§ What to do
Using the records that appear below, write out exactly the lines from the one with "assert_eq!(result.fee.value(), dec!(0.5));" through the one with "assert!(result.payout.is_zero());", keeping both end lines.

Dataset excerpts:

<<<<

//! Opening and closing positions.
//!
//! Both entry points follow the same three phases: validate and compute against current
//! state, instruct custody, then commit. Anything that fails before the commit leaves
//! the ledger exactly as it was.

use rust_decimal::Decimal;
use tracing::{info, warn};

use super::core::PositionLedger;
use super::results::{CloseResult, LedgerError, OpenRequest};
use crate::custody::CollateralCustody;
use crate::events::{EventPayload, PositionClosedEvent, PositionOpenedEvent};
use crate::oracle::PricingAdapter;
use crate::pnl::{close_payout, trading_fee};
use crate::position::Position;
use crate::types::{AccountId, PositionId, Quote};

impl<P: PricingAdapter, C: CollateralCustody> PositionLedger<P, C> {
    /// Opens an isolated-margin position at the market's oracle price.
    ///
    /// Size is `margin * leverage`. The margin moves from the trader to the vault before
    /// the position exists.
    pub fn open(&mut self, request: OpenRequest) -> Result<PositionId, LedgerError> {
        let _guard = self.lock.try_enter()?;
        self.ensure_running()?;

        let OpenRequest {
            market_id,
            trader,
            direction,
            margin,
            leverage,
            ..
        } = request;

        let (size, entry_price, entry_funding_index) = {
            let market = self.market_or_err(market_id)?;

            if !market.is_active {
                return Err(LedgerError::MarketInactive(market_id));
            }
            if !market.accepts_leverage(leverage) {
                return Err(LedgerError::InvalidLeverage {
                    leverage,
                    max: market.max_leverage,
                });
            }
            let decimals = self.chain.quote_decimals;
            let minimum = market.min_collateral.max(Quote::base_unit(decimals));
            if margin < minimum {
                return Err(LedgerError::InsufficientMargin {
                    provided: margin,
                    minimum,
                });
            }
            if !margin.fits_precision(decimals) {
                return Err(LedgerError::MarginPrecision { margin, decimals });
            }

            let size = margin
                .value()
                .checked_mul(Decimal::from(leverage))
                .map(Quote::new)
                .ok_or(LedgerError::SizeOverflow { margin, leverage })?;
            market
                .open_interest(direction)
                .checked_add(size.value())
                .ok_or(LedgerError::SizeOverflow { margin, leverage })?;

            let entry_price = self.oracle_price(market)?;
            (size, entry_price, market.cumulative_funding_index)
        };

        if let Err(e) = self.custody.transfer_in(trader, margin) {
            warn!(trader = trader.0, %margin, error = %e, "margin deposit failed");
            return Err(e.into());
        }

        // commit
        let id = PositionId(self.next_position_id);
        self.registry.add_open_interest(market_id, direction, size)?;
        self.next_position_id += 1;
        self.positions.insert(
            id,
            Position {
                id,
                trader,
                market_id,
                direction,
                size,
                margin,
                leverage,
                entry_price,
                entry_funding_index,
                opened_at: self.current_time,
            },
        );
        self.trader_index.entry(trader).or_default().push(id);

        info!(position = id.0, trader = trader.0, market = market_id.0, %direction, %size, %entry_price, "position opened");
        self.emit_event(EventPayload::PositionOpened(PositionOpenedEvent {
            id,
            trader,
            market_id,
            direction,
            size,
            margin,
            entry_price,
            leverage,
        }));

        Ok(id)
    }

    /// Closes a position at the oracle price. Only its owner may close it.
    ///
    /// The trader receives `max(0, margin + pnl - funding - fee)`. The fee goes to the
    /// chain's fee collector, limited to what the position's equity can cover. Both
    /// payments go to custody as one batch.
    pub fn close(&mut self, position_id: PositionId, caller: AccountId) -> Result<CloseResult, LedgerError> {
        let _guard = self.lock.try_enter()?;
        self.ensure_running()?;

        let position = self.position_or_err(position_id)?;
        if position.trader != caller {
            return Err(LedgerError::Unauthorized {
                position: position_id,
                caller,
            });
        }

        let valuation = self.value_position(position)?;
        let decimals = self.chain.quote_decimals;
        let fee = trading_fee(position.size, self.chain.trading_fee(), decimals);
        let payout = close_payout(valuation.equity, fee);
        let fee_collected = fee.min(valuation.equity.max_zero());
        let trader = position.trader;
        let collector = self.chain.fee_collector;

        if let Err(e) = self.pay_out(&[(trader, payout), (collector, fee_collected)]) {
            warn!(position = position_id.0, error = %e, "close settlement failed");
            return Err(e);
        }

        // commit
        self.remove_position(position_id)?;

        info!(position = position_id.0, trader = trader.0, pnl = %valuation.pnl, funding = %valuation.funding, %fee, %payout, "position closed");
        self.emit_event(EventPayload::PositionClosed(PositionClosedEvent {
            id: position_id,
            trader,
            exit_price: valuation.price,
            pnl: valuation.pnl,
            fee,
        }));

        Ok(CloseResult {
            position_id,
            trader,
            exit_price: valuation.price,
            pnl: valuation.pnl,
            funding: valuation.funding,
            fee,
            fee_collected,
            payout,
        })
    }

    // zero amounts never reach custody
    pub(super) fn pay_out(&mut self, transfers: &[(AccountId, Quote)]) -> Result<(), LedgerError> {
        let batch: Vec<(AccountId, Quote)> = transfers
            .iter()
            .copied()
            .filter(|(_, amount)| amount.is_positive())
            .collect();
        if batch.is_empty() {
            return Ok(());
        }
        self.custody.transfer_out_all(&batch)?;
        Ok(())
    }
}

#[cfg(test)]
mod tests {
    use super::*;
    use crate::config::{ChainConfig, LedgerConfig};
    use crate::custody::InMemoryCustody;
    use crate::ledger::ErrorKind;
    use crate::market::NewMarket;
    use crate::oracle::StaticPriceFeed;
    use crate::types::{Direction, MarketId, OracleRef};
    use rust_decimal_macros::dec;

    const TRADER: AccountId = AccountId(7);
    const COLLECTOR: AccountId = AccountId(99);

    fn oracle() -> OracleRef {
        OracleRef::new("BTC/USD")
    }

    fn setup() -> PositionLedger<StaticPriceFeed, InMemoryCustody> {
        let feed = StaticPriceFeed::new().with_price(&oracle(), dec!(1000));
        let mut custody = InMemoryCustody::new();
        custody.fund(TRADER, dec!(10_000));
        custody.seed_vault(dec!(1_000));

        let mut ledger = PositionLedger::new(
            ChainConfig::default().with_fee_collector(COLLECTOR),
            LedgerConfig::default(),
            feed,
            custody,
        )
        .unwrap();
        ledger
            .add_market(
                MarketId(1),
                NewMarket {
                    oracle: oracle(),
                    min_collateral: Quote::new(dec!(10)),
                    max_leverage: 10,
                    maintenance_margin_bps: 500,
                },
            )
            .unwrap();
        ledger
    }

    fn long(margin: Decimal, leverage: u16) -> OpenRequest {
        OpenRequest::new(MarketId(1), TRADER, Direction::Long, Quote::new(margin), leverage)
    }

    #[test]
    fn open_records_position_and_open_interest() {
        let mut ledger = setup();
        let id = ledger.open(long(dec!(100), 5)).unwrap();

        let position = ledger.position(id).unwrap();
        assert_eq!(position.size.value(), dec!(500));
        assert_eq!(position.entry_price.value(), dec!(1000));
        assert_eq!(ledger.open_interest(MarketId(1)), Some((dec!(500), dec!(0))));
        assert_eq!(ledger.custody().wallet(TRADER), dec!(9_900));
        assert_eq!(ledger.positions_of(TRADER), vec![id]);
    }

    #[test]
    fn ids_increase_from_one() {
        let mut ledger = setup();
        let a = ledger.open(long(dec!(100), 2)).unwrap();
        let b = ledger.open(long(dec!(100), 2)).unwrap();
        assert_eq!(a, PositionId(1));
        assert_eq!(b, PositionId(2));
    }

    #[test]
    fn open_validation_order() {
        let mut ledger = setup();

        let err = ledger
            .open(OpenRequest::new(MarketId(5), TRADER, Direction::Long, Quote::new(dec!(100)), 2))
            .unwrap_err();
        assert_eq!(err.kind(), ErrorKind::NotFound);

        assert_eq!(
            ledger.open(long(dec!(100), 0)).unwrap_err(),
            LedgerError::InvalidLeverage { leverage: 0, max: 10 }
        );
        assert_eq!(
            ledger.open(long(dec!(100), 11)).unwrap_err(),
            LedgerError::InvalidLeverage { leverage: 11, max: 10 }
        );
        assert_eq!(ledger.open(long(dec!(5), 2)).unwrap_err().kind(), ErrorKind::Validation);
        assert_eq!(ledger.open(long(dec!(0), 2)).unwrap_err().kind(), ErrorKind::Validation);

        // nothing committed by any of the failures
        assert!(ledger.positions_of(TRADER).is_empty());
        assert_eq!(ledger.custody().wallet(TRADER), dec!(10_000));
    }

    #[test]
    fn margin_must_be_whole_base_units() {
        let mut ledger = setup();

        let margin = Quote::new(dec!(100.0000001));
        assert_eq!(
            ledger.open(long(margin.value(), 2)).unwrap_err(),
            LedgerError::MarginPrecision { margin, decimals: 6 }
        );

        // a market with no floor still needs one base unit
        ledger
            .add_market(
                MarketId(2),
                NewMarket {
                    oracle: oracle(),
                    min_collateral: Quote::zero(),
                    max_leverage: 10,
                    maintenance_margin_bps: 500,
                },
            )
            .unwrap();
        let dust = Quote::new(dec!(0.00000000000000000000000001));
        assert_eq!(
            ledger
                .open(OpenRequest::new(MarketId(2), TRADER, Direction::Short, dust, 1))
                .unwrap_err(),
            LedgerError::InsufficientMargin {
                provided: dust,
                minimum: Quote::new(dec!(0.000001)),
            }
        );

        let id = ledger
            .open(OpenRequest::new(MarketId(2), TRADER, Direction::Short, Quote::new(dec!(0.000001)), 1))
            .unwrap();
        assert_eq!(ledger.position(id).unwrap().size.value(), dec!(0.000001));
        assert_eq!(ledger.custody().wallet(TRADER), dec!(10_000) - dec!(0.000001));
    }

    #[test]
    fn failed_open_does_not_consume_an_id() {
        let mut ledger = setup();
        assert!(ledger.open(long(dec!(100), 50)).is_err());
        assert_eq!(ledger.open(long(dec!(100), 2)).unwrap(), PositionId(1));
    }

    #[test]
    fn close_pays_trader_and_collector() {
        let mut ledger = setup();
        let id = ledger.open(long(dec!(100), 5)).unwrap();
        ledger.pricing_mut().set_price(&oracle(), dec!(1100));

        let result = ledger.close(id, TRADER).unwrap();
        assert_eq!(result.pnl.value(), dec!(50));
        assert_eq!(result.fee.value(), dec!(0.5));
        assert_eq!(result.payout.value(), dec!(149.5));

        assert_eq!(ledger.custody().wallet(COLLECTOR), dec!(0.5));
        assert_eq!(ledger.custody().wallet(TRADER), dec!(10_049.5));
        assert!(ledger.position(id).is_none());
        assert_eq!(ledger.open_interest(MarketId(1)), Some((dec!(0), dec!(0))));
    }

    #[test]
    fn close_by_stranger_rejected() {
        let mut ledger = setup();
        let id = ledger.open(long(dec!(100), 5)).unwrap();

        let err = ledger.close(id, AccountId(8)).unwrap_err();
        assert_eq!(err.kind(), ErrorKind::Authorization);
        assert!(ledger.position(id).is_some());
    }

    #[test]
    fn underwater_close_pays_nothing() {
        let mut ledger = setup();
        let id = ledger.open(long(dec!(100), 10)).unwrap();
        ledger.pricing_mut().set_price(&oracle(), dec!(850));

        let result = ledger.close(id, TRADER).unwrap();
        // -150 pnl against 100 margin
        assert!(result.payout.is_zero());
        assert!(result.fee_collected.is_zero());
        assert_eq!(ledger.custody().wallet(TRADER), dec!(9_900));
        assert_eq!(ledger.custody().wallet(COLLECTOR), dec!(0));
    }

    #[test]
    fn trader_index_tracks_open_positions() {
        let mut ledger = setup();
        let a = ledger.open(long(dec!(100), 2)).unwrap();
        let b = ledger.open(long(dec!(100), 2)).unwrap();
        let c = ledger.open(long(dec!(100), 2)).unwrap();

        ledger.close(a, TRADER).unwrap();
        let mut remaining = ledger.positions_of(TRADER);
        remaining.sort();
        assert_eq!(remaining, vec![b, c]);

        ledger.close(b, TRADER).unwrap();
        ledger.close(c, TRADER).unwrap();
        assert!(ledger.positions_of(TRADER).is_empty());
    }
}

>>>>

§ Answer to this problem
        assert_eq!(result.fee.value(), dec!(0.5));
        assert_eq!(result.payout.value(), dec!(149.5));

        assert_eq!(ledger.custody().wallet(COLLECTOR), dec!(0.5));
        assert_eq!(ledger.custody().wallet(TRADER), dec!(10_049.5));
        assert!(ledger.position(id).is_none());
        assert_eq!(ledger.open_interest(MarketId(1)), Some((dec!(0), dec!(0))));
    }

    #[test]
    fn close_by_stranger_rejected() {
        let mut ledger = setup();
        let id = ledger.open(long(dec!(100), 5)).unwrap();

        let err = ledger.close(id, AccountId(8)).unwrap_err();
        assert_eq!(err.kind(), ErrorKind::Authorization);
        assert!(ledger.position(id).is_some());
    }

    #[test]
    fn underwater_close_pays_nothing() {
        let mut ledger = setup();
        let id = ledger.open(long(dec!(100), 10)).unwrap();
        ledger.pricing_mut().set_price(&oracle(), dec!(850));

        let result = ledger.close(id, TRADER).unwrap();
        // -150 pnl against 100 margin
        assert!(result.payout.is_zero());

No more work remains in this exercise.